(Saved data entries)
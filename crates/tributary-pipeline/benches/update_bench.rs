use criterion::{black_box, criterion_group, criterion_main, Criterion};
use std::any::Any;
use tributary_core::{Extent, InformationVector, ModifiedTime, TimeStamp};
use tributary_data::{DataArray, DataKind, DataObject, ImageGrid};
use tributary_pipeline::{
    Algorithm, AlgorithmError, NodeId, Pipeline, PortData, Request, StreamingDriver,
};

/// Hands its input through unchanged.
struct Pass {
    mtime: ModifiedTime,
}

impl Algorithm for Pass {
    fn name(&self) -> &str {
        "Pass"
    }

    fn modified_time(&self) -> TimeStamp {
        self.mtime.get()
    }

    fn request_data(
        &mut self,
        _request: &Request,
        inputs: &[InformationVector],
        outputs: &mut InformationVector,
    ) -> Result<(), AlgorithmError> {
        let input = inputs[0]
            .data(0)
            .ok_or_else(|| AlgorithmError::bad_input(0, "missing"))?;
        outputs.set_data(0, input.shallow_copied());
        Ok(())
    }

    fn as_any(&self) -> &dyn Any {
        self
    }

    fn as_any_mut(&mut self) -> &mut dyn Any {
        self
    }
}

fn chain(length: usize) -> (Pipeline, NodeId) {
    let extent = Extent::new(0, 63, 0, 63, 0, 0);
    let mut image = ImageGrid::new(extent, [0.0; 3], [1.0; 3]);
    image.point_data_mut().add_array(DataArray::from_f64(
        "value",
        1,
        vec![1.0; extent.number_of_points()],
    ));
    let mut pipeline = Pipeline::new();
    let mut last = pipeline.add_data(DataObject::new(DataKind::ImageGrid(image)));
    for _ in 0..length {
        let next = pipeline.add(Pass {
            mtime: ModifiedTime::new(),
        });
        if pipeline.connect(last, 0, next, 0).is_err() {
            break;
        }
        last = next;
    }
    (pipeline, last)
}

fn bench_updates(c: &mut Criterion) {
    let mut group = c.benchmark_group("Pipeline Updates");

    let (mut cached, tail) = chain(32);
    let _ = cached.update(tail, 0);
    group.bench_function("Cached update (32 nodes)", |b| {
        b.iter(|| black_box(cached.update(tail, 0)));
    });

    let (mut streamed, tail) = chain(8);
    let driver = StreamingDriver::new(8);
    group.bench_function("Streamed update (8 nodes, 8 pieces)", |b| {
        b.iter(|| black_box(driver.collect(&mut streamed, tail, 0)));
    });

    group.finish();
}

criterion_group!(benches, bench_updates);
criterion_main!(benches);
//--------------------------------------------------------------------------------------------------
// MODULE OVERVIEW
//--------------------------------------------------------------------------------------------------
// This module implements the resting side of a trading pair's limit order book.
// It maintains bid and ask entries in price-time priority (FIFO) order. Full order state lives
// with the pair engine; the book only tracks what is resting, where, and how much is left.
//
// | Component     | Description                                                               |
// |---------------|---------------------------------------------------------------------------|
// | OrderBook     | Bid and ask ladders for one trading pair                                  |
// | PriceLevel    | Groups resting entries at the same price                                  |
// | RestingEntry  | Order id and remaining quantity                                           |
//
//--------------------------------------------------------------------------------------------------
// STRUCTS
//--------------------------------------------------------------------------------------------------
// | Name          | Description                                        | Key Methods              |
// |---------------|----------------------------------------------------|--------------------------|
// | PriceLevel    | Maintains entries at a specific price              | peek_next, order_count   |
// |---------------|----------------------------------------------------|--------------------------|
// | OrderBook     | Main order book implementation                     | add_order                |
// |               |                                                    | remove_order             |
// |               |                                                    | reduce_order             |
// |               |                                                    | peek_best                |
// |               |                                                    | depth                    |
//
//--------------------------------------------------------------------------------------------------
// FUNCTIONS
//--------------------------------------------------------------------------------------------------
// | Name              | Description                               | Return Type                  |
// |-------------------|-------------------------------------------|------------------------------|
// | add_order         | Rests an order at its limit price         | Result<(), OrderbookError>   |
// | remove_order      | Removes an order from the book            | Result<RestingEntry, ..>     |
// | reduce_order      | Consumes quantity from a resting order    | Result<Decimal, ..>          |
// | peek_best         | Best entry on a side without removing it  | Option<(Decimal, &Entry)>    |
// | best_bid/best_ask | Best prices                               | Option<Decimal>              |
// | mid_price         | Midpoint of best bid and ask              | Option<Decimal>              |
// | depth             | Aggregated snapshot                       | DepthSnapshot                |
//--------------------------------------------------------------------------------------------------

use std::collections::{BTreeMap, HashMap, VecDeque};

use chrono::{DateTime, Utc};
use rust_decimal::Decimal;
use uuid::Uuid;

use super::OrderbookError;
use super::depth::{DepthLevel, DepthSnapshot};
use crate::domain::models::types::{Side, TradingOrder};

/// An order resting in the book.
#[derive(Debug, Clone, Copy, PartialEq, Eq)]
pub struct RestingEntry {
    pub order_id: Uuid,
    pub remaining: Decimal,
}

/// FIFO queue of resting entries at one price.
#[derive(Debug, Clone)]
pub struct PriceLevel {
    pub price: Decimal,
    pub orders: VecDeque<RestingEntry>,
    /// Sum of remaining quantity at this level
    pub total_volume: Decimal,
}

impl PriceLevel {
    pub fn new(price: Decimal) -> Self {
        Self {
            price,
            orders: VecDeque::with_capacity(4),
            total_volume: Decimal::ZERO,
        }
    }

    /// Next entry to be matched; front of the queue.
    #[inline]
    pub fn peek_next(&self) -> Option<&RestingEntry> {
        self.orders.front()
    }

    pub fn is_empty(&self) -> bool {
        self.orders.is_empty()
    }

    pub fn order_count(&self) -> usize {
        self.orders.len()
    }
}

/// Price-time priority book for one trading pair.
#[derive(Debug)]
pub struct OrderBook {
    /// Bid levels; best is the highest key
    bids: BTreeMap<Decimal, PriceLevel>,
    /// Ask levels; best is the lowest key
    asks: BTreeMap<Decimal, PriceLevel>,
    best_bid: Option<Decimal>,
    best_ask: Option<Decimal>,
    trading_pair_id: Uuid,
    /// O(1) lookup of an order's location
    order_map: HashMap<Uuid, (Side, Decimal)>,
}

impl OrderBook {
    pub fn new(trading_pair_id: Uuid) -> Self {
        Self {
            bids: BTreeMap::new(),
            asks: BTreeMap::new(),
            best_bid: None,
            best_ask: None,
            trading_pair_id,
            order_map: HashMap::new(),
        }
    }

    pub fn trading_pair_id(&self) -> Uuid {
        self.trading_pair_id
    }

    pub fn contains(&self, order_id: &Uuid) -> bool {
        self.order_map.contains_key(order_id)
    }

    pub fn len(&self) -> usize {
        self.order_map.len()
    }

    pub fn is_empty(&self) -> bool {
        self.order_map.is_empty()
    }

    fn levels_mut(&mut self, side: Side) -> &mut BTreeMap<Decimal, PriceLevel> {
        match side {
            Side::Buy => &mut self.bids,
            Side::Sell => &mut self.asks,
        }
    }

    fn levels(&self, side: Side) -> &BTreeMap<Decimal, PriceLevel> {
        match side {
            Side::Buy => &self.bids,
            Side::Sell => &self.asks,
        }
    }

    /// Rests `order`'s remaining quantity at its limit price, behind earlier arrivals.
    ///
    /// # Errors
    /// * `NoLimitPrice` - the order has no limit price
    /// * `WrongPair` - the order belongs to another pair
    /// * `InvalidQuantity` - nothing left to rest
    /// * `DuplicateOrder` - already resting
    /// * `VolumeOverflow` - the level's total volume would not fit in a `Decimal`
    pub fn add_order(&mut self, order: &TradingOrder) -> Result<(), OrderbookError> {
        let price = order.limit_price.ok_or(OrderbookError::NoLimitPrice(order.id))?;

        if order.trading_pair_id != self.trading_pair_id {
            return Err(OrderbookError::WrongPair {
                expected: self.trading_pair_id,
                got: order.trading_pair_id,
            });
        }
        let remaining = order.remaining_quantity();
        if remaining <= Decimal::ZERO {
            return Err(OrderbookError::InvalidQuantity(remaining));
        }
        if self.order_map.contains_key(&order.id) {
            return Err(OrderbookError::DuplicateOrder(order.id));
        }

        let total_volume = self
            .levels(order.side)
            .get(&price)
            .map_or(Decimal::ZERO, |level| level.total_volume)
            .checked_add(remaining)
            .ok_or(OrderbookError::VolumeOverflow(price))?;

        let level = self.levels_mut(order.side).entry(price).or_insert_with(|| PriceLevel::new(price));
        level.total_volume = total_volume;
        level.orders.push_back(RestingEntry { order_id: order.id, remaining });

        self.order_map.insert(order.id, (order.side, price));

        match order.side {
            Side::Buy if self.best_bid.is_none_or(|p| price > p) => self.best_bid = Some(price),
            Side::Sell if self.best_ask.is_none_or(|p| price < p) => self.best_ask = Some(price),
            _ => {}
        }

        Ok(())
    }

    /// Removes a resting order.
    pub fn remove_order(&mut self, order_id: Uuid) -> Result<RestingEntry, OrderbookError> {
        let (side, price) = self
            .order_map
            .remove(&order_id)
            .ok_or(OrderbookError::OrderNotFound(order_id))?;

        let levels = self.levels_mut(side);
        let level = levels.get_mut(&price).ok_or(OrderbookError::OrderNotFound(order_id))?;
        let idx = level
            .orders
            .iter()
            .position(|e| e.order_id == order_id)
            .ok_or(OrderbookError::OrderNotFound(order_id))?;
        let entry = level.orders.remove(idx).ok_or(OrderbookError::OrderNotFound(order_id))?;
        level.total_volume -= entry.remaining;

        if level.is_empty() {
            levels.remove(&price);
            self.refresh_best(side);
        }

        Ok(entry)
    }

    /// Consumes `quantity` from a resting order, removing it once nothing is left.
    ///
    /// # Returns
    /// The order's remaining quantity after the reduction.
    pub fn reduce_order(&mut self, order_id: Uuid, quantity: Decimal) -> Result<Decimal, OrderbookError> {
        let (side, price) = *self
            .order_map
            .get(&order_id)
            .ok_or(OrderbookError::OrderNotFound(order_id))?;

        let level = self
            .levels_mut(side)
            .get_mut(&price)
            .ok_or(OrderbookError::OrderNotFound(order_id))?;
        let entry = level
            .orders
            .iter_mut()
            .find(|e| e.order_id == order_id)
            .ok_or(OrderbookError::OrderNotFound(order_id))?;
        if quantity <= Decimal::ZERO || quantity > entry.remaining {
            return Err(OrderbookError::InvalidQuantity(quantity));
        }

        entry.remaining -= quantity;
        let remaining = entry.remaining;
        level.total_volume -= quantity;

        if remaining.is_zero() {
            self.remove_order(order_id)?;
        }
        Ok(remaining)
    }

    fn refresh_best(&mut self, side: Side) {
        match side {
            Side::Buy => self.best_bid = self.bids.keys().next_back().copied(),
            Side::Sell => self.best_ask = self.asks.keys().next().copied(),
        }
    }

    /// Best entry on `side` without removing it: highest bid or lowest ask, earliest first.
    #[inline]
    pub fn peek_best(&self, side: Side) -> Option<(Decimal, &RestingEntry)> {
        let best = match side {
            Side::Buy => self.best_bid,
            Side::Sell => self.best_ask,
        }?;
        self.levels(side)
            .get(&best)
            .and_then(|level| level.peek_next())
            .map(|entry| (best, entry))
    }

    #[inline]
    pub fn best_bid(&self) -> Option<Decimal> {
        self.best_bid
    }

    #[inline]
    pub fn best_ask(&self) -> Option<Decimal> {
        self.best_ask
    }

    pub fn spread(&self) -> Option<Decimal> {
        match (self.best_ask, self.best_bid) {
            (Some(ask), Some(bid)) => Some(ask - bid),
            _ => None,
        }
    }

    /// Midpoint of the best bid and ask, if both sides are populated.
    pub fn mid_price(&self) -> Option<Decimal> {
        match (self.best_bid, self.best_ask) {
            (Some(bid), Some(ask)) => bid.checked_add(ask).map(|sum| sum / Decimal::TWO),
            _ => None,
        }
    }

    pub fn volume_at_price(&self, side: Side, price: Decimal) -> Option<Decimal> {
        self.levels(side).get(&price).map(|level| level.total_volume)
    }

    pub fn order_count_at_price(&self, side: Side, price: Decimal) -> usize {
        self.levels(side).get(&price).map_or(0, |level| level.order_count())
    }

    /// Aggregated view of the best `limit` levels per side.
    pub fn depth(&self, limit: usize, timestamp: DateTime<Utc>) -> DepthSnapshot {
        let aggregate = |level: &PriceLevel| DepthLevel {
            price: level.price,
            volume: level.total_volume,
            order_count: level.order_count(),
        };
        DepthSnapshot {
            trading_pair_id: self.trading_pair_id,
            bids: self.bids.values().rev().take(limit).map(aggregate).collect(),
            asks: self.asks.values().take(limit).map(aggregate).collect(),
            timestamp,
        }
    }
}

■ TASK PROMPT
How many lines of the records contain the word "Clone"? Reply with the number and nothing else.

■ TASK ANSWER
2